Fig. 1 is a block diagram showing the configuration of an embodiment of the present invention, Fig. 2 is a block diagram showing the schematic structure of the embodiment, and Fig. 3 is a transfer function block diagram for explaining the operation of the embodiment. ,
FIG. 4 is a gain-phase diagram for explaining the operation of the embodiment, and FIG. 5 is a functional block diagram showing the detailed configuration of the main elements of the embodiment.
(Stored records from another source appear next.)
impl Shared {
    pub(crate) fn name(&self) -> &str {
        &self.config.name
    }

    fn is_running(&self) -> bool {
        lock(&self.state).phase == Phase::Running
    }

    /// Queue a data-path frame (REQUEST / TRANSMIT) for `channel`.
    pub(crate) fn send_for(&self, channel: &Channel, frame: Frame) -> Result<()> {
        let state = lock(&self.state);
        if state.phase != Phase::Running {
            return Err(MuxError::NotRunning);
        }
        if channel.state() != ChannelState::Open {
            return Err(MuxError::ChannelClosed(channel.id()));
        }
        state.enqueue(frame)
    }

    /// Move `channel` from open to closing and queue CLOSE. Returns `false`
    /// if the channel was not open.
    pub(crate) fn begin_close(&self, channel: &Channel) -> bool {
        let state = lock(&self.state);
        if channel.state() != ChannelState::Open {
            return false;
        }
        if state.phase == Phase::Running {
            channel.set_state(ChannelState::Closing);
            let _ = state.enqueue(Frame::Close {
                channel: channel.id(),
            });
        } else {
            channel.set_state(ChannelState::Closed);
        }
        true
    }

    fn shutdown(&self) {
        let channels: Vec<Channel> = {
            let mut state = lock(&self.state);
            if state.phase == Phase::Stopped {
                return;
            }
            state.phase = Phase::Stopped;
            state.queue = None;
            state.ids = IdAllocator::new();
            state
                .channels
                .drain()
                .map(|(_, channel)| {
                    channel.set_state(ChannelState::Closed);
                    channel
                })
                .collect()
        };
        lock(&self.io).take();

        for channel in &channels {
            channel.disconnect();
        }
        info!(
            mux = %self.name(),
            channels = channels.len(),
            "multiplexer shut down"
        );
    }

    fn read_loop(self: Arc<Self>, mut frames: FrameReader<ReadHalf>) {
        loop {
            let frame = match frames.read_frame() {
                Ok(frame) => frame,
                Err(FrameError::ConnectionClosed) => {
                    debug!(mux = %self.name(), "peer closed the stream");
                    break;
                }
                Err(err) => {
                    if self.is_running() {
                        warn!(mux = %self.name(), error = %err, "frame read failed");
                    }
                    break;
                }
            };
            if !self.is_running() {
                break;
            }
            if let Err(err) = self.dispatch(frame) {
                warn!(mux = %self.name(), error = %err, "fatal protocol error");
                break;
            }
        }
        self.shutdown();
    }

    fn dispatch(self: &Arc<Self>, frame: Frame) -> Result<()> {
        match frame {
            Frame::Open { channel: id } => {
                let channel = {
                    let mut state = lock(&self.state);
                    if state.channels.contains_key(&id) || !state.ids.claim(id) {
                        return Err(MuxError::Protocol {
                            channel: id,
                            reason: "OPEN for a channel id already in use",
                        });
                    }
                    let command = !state.command_assigned;
                    state.command_assigned = true;
                    let channel = Channel::new(
                        id,
                        command,
                        self.config.effective_capacity(),
                        Arc::downgrade(self),
                    );
                    state.channels.insert(id, channel.clone());
                    channel
                };
                debug!(
                    mux = %self.name(),
                    channel = id,
                    command = channel.is_command(),
                    "peer opened channel"
                );
                self.notify(|listener| listener.new_channel(&channel));
            }
            Frame::Close { channel: id } => {
                let channel = {
                    let mut state = lock(&self.state);
                    let channel = state.channels.remove(&id).ok_or(MuxError::Protocol {
                        channel: id,
                        reason: "CLOSE for an unknown channel",
                    })?;
                    state.ids.release(id);
                    let was_open = channel.state() == ChannelState::Open;
                    channel.set_state(ChannelState::Closed);
                    if was_open {
                        state.enqueue(Frame::CloseAck { channel: id })?;
                    }
                    channel
                };
                channel.disconnect();
                debug!(mux = %self.name(), channel = id, "peer closed channel");
                self.notify(|listener| listener.close_channel(&channel));
            }
            Frame::CloseAck { channel: id } => {
                let channel = {
                    let mut state = lock(&self.state);
                    let channel = state.channels.get(&id).cloned().ok_or(MuxError::Protocol {
                        channel: id,
                        reason: "CLOSEACK for an unknown channel",
                    })?;
                    if channel.state() == ChannelState::Open {
                        return Err(MuxError::Protocol {
                            channel: id,
                            reason: "CLOSEACK for a channel that is still open",
                        });
                    }
                    state.channels.remove(&id);
                    state.ids.release(id);
                    channel.set_state(ChannelState::Closed);
                    channel
                };
                debug!(mux = %self.name(), channel = id, "channel close acknowledged");
                self.notify(|listener| listener.close_channel(&channel));
            }
            Frame::Request { channel: id, credit } => {
                trace!(mux = %self.name(), channel = id, credit, "credit granted");
                self.lookup(id, "REQUEST for an unknown channel")?
                    .grant(credit);
            }
            Frame::Transmit {
                channel: id,
                payload,
            } => {
                trace!(mux = %self.name(), channel = id, len = payload.len(), "data received");
                self.lookup(id, "TRANSMIT for an unknown channel")?
                    .deliver(payload)?;
            }
        }
        Ok(())
    }

    fn lookup(&self, id: u8, reason: &'static str) -> Result<Channel> {
        lock(&self.state)
            .channels
            .get(&id)
            .cloned()
            .ok_or(MuxError::Protocol { channel: id, reason })
    }

    fn notify(&self, event: impl Fn(&dyn ChannelListener)) {
        let listeners = lock(&self.listeners).clone();
        for listener in &listeners {
            event(listener.as_ref());
        }
    }
}
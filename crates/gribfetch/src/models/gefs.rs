//! Global Ensemble Forecast System template. Requires a `member`.

use super::{
    normalize_product, owned_pairs, remote_basename, IdxDialect, ModelTemplate, Template,
};
use crate::error::{FetchError, Result};
use crate::request::Request;

pub struct Gefs;

impl ModelTemplate for Gefs {
    fn model_id(&self) -> &str {
        "gefs"
    }

    fn build(&self, req: &mut Request) -> Result<Template> {
        let products = [
            ("pgrb2sp25", "common fields, 0.25 degree resolution"),
            ("pgrb2ap5", "less common fields, 0.5 degree resolution"),
            ("pgrb2bp5", "least common fields, 0.5 degree resolution"),
        ];
        let product = normalize_product(req, &products)?;

        let member = req.member.ok_or_else(|| FetchError::MissingField {
            model: req.model.clone(),
            field: "member".to_string(),
        })?;

        let date = req.init_time.format("%Y%m%d");
        let hour = req.init_time.format("%H");
        let member = member.label();

        // The file stem encodes the grid differently than the directory.
        let stem = match product.as_str() {
            "pgrb2ap5" => "pgrb2a.0p50",
            "pgrb2bp5" => "pgrb2b.0p50",
            _ => "pgrb2s.0p25",
        };
        let post_root = format!(
            "gefs.{date}/{hour}/atmos/{product}/ge{member}.t{hour}z.{stem}.f{:03}",
            req.lead
        );

        let sources = vec![(
            "aws".to_string(),
            format!("https://noaa-gefs-pds.s3.amazonaws.com/{post_root}"),
        )];

        Ok(Template {
            description: "Global Ensemble Forecast System (GEFS)".to_string(),
            details: owned_pairs(&[(
                "aws",
                "https://registry.opendata.aws/noaa-gefs-pds/",
            )]),
            products: owned_pairs(&products),
            // Member must stay in the local name to keep files unique.
            local_filename: remote_basename(&sources[0].1),
            sources,
            idx_suffixes: vec![".idx".to_string()],
            idx_dialect: IdxDialect::Wgrib2,
        })
    }
}

#[cfg(test)]
mod tests {
    use super::*;
    use crate::request::Member;
    use chrono::{TimeZone, Utc};

    #[test]
    fn member_is_required() {
        let mut req = Request::builder("gefs")
            .init_time(Utc.with_ymd_and_hms(2023, 1, 1, 0, 0, 0).unwrap())
            .build()
            .unwrap();
        let err = Gefs.build(&mut req).unwrap_err();
        assert!(matches!(
            err,
            FetchError::MissingField { ref field, .. } if field == "member"
        ));
    }

    #[test]
    fn perturbation_member_url() {
        let mut req = Request::builder("gefs")
            .init_time(Utc.with_ymd_and_hms(2023, 1, 1, 6, 0, 0).unwrap())
            .lead(12)
            .member(Member::Perturbation(7))
            .build()
            .unwrap();
        let template = Gefs.build(&mut req).unwrap();
        assert_eq!(
            template.source("aws").unwrap(),
            "https://noaa-gefs-pds.s3.amazonaws.com/gefs.20230101/06/atmos/pgrb2sp25/gep07.t06z.pgrb2s.0p25.f012"
        );
    }

    #[test]
    fn control_member_and_half_degree_grid() {
        let mut req = Request::builder("gefs")
            .product("pgrb2ap5")
            .init_time(Utc.with_ymd_and_hms(2023, 1, 1, 0, 0, 0).unwrap())
            .member(Member::Control)
            .build()
            .unwrap();
        let template = Gefs.build(&mut req).unwrap();
        assert!(template
            .source("aws")
            .unwrap()
            .ends_with("pgrb2ap5/gec00.t00z.pgrb2a.0p50.f000"));
    }
}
DESCRIPTION OF SYMBOLS 1... Liquid level control means, 2... Pump, 3... Pump mass, 5... Inflow flow rate variation prediction means, 6... Control parameter adjustment means, 7... Discharge flow rate measuring means , 8
...Liquid level measuring means, 9...Electric motor, 10...Electronic computer.

Claims (1)

[Scope of Claims] 1. A liquid level measuring means for measuring the liquid level of the pump cell, and a liquid level measuring means for measuring the liquid level of the pump cell, such that the deviation between the liquid level measurement value of the liquid level measuring means and the liquid level set value of the pump cell becomes zero. a liquid level control means for controlling the pump; a discharge flow rate measuring means for measuring the discharge flow rate of the pump; and a discharge flow rate measuring means for measuring the discharge flow rate of the pump; an inflow flow rate change amount prediction means for predicting an inflow flow rate change amount of the trout, and a control parameter adjustment means for adjusting a control parameter of the liquid level control means based on a predicted value of an inflow flow rate change amount of the inflow flow rate change amount prediction means. A pump operation control device characterized by comprising: 2. When the liquid level control means performs a PI adjustment operation, the control parameter adjustment means adjusts the control parameters of the liquid level control means so that a steady speed deviation with respect to the liquid level of the pump chamber is constant. A pump operation control device according to claim 1.